Dan Steffan is an American cartoonist and writer who has contributed to both mainstream and underground publications for several decades.

==Biography==
During the 1970s, Steffan drew for such underground titles as Bizarre Sex and Grateful Dead Comix, both published by Kitchen Sink Press.

In the early 1980s, his cartoons and comic strips appeared frequently in Heavy Metal. He co-founded the science fiction magazine Eye in 1986, and he contributed extensively to science fiction fanzines. In 1982, Steffan and Ted White teamed to launch the fanzine Pong.

His work for DC Comics during the 1990s includes inks on Animal Man #64 and cartoon art for licensed products associated with Batman: The Animated Series.

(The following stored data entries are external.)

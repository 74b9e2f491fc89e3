use std::path::PathBuf;

use anyhow::{Context, Result};
use clap::Parser;
use psimage_decode::config::DEFAULT_PREFIX;
use psimage_decode::{run, Boundary, DecodeConfig, TextPolicy};

#[derive(Parser)]
#[command(
    name = "psimage-decode",
    about = "Recover scripts hidden in PNG pixels (embedded and raw layouts)"
)]
struct Cli {
    /// Encoded image to read.
    image: PathBuf,
    /// Directory receiving the four output files.
    #[arg(long, default_value = ".")]
    out_dir: PathBuf,
    /// File name prefix, e.g. "decoded" gives decoded_raw.full.txt.
    #[arg(long, default_value = DEFAULT_PREFIX)]
    prefix: String,
    /// Shortest run of text bytes accepted as the end of the payload.
    #[arg(long, default_value_t = TextPolicy::default().min_run_len)]
    min_run: usize,
    /// Consecutive non-text bytes tolerated inside a run.
    #[arg(long, default_value_t = TextPolicy::default().max_noise)]
    max_noise: usize,
    /// Treat bytes 0x80-0xFF as text (UTF-8 scripts).
    #[arg(long)]
    allow_high_bit: bool,
}

impl Cli {
    fn into_config(self) -> DecodeConfig {
        let mut config = DecodeConfig::new(self.image);
        config.out_dir = self.out_dir;
        config.prefix = self.prefix;
        config.policy = TextPolicy {
            min_run_len: self.min_run,
            max_noise: self.max_noise,
            allow_high_bit: self.allow_high_bit,
        };
        config
    }
}

fn main() -> Result<()> {
    env_logger::Builder::from_env(env_logger::Env::default().default_filter_or("info")).init();

    let config = Cli::parse().into_config();
    let candidates = run(&config)
        .with_context(|| format!("failed to decode {}", config.image_path.display()))?;

    for candidate in &candidates {
        let cut = match candidate.boundary {
            Boundary::Found { last } => format!("payload ends at byte {last}"),
            Boundary::NotFound => "no boundary, trimmed = full".to_string(),
        };
        println!(
            "{:<8} {:>10} bytes, {} -> {}, {}",
            candidate.mode.name(),
            candidate.stream.len(),
            cut,
            config.full_path(candidate.mode).display(),
            config.trimmed_path(candidate.mode).display()
        );
    }
    println!("Check the .full.txt files if a trimmed result looks cut in the wrong place.");
    Ok(())
}
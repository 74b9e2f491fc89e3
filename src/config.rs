use std::path::PathBuf;

use crate::boundary::TextPolicy;
use crate::pipeline::DecodeMode;

pub const DEFAULT_PREFIX: &str = "decoded";

#[derive(Debug, Clone)]
pub struct DecodeConfig {
    pub image_path: PathBuf,
    pub out_dir: PathBuf,
    pub prefix: String,
    pub policy: TextPolicy,
}

impl DecodeConfig {
    pub fn new<P: Into<PathBuf>>(image_path: P) -> Self {
        Self {
            image_path: image_path.into(),
            out_dir: PathBuf::from("."),
            prefix: DEFAULT_PREFIX.to_string(),
            policy: TextPolicy::default(),
        }
    }

    pub fn full_path(&self, mode: DecodeMode) -> PathBuf {
        self.artifact(mode, "full")
    }

    pub fn trimmed_path(&self, mode: DecodeMode) -> PathBuf {
        self.artifact(mode, "trimmed")
    }

    fn artifact(&self, mode: DecodeMode, kind: &str) -> PathBuf {
        self.out_dir
            .join(format!("{}_{}.{}.txt", self.prefix, mode.name(), kind))
    }
}
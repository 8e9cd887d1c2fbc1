//! Service layer tying the database, configuration, and view cache together.

use std::sync::Arc;

use arc_swap::ArcSwapOption;
use tracing::info;

use crate::config::StaticConfig;
use crate::db::{Database, DashboardStats};
use crate::error::ServiceResult;
use crate::views::{VIEW_BROWSE, VIEW_DASHBOARD, VIEW_MANAGE, ViewCache};

pub struct SyllabusService {
    pub db: Arc<Database>,
    pub config: Arc<StaticConfig>,
    pub views: ViewCache,
    /// Dashboard aggregates memoized against the dashboard view generation
    dashboard_cache: ArcSwapOption<(u64, DashboardStats)>,
}

impl SyllabusService {
    pub fn new(db: Arc<Database>, config: Arc<StaticConfig>) -> Self {
        Self {
            db,
            config,
            views: ViewCache::new(),
            dashboard_cache: ArcSwapOption::empty(),
        }
    }

    /// Dashboard aggregates, recomputed only after the dashboard view has
    /// been invalidated
    pub fn dashboard_stats(&self) -> ServiceResult<DashboardStats> {
        let generation = self.views.generation(VIEW_DASHBOARD);

        if let Some(cached) = self.dashboard_cache.load_full()
            && cached.0 == generation
        {
            return Ok(cached.1.clone());
        }

        let stats = self.db.dashboard_stats()?;
        self.dashboard_cache
            .store(Some(Arc::new((generation, stats.clone()))));
        Ok(stats)
    }

    /// Mark the given views stale
    pub fn invalidate_views(&self, paths: &[&str]) {
        info!(views = ?paths, "Invalidating cached views");
        self.views.invalidate(paths);
    }

    pub fn delete_texts(&self, ids: &[i64]) -> ServiceResult<usize> {
        let deleted = self.db.delete_texts(ids)?;
        self.invalidate_views(&[VIEW_DASHBOARD, VIEW_BROWSE, VIEW_MANAGE]);
        Ok(deleted)
    }

    pub fn delete_author(&self, id: i64) -> ServiceResult<bool> {
        let deleted = self.db.delete_author(id)?;
        self.invalidate_views(&[VIEW_DASHBOARD, VIEW_BROWSE, VIEW_MANAGE]);
        Ok(deleted)
    }

    pub fn delete_university(&self, id: i64) -> ServiceResult<bool> {
        let deleted = self.db.delete_university(id)?;
        self.invalidate_views(&[VIEW_DASHBOARD, VIEW_BROWSE, VIEW_MANAGE]);
        Ok(deleted)
    }

    pub fn delete_semester(&self, university_id: i64, semester: i64) -> ServiceResult<usize> {
        let deleted = self.db.delete_semester(university_id, semester)?;
        self.invalidate_views(&[VIEW_DASHBOARD, VIEW_BROWSE, VIEW_MANAGE]);
        Ok(deleted)
    }
}

#[cfg(test)]
pub(crate) mod test_support {
    use super::*;
    use crate::config::{ExtractorConfig, StorageConfig, default_server};
    use std::path::Path;

    /// Build a service over a temp data dir, with the extractor pointed at a
    /// shell script (sh also understands `-u`, so the real spawn path runs).
    pub(crate) fn service_with_script(
        dir: &Path,
        script_body: &str,
        max_runtime_secs: Option<u64>,
    ) -> Arc<SyllabusService> {
        let script = dir.join("fake-extractor.sh");
        std::fs::write(&script, script_body).unwrap();

        let config = Arc::new(StaticConfig {
            server: default_server(),
            storage: StorageConfig {
                data_dir: dir.join("data"),
            },
            extractor: ExtractorConfig {
                interpreter: "sh".to_string(),
                script,
                max_runtime_secs,
            },
        });

        let db = Arc::new(Database::open(&config.storage.db_path()).unwrap());
        Arc::new(SyllabusService::new(db, config))
    }
}
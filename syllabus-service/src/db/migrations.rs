//! Database schema migrations.
//!
//! The table definitions mirror the ones the extraction script creates, so
//! whichever side touches the database first produces the same schema.

use rusqlite::Connection;

use crate::error::{DatabaseError, ServiceResult};

/// Run all database migrations.
pub(super) fn run_migrations(conn: &Connection) -> ServiceResult<()> {
    conn.execute_batch(
        r#"
        CREATE TABLE IF NOT EXISTS authors (
            id INTEGER PRIMARY KEY AUTOINCREMENT,
            name TEXT UNIQUE
        );

        CREATE TABLE IF NOT EXISTS texts (
            id INTEGER PRIMARY KEY AUTOINCREMENT,
            title TEXT,
            author_id INTEGER,
            FOREIGN KEY(author_id) REFERENCES authors(id),
            UNIQUE(title, author_id)
        );

        CREATE TABLE IF NOT EXISTS universities (
            id INTEGER PRIMARY KEY AUTOINCREMENT,
            name TEXT UNIQUE
        );

        CREATE TABLE IF NOT EXISTS syllabus_map (
            university_id INTEGER,
            text_id INTEGER,
            semester INTEGER,
            course_code TEXT,
            marks TEXT,
            credits INTEGER,
            PRIMARY KEY (university_id, text_id, course_code),
            FOREIGN KEY(university_id) REFERENCES universities(id),
            FOREIGN KEY(text_id) REFERENCES texts(id)
        );

        CREATE INDEX IF NOT EXISTS idx_texts_author ON texts(author_id);
        CREATE INDEX IF NOT EXISTS idx_syllabus_text ON syllabus_map(text_id);
        CREATE INDEX IF NOT EXISTS idx_syllabus_university ON syllabus_map(university_id);
        "#,
    )
    .map_err(|e| DatabaseError::Migration {
        message: e.to_string(),
    })?;

    Ok(())
}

His artwork was reprinted in Kitchen Sink Press: The First 25 Years by Dave Schreiner (Kitchen Sink Press, 1994). Schreiner and co-editor Philip Amara also included art by Steffan in All-American Hippie Comix (Kitchen Sink Press, 1995) along with work by Jim Valentino and Reed Waller.

In 2008, he completed his research on the artist Ronald Clyne, and his survey of Clyne's life and career was published in Earl Kemp's ezine, e.I (December 2008). Other ezines, such as Chunga, have published cartoon illustrations by Steffan.

Steffan lived for many years in Arlington, Virginia and currently resides in Portland, Oregon.

==Awards==
In 1994, Steffan won two FAAn Awards for Best Fan Artist and Best Fanzine, Blat!, which he co-edited with Ted White. Receiving the most votes in the 1995 TransAtlantic Fan Fund competition, Steffan won a trip to the UK, and he wrote detailed humorous reports of his travels.

He also received the 2009 Rotsler Award in recognition of his contributions to fan art.